⟨

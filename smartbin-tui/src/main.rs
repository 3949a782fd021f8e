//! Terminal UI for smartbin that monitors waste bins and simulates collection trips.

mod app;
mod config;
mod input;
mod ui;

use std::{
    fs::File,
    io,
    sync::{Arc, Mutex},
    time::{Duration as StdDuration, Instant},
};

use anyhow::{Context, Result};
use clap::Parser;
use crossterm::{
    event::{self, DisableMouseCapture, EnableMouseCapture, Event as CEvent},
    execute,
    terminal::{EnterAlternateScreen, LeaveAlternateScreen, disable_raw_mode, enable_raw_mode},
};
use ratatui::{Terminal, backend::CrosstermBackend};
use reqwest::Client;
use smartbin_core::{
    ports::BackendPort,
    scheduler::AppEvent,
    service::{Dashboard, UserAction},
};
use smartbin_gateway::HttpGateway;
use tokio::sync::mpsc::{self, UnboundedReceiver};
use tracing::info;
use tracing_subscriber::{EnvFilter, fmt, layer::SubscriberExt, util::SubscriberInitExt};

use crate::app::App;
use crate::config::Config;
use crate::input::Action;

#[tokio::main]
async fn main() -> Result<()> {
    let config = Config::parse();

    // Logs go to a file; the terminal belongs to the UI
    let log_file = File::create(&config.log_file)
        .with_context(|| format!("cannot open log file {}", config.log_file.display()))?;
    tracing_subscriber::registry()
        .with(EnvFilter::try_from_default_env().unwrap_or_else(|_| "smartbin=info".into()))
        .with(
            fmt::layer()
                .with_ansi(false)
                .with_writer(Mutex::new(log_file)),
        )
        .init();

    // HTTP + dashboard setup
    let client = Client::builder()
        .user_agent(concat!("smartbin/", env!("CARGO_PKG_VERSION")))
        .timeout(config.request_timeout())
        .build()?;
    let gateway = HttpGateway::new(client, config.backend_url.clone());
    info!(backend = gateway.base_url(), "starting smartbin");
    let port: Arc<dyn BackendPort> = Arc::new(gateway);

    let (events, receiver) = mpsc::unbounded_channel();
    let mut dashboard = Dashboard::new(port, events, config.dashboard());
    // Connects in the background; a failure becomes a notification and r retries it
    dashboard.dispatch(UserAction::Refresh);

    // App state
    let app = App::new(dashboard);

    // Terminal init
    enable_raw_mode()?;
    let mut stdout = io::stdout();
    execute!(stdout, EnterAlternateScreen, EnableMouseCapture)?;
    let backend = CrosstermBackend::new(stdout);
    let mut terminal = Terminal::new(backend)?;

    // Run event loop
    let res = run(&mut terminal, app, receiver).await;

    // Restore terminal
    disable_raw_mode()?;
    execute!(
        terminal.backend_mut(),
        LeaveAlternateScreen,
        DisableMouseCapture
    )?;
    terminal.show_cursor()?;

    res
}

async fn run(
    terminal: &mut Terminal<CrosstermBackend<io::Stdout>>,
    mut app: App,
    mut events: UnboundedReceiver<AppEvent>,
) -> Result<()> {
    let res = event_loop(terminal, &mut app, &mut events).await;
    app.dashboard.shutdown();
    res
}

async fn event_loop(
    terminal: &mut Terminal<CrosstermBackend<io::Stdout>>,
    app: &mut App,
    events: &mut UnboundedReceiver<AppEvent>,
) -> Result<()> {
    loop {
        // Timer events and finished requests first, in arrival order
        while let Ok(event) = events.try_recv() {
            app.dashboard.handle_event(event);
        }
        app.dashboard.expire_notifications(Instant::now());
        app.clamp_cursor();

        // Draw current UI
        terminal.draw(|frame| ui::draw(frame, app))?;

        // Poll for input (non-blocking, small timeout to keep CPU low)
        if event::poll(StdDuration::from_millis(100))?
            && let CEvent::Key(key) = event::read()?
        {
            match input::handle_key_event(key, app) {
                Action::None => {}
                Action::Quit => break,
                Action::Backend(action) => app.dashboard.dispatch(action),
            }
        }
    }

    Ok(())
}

⟩

• _WHAT IS NEEDED_: Wherever the word "StdDuration" appears in the listing, copy the line that holds it.

• _RESPONSE BOX_:
    time::{Duration as StdDuration, Instant},
        if event::poll(StdDuration::from_millis(100))?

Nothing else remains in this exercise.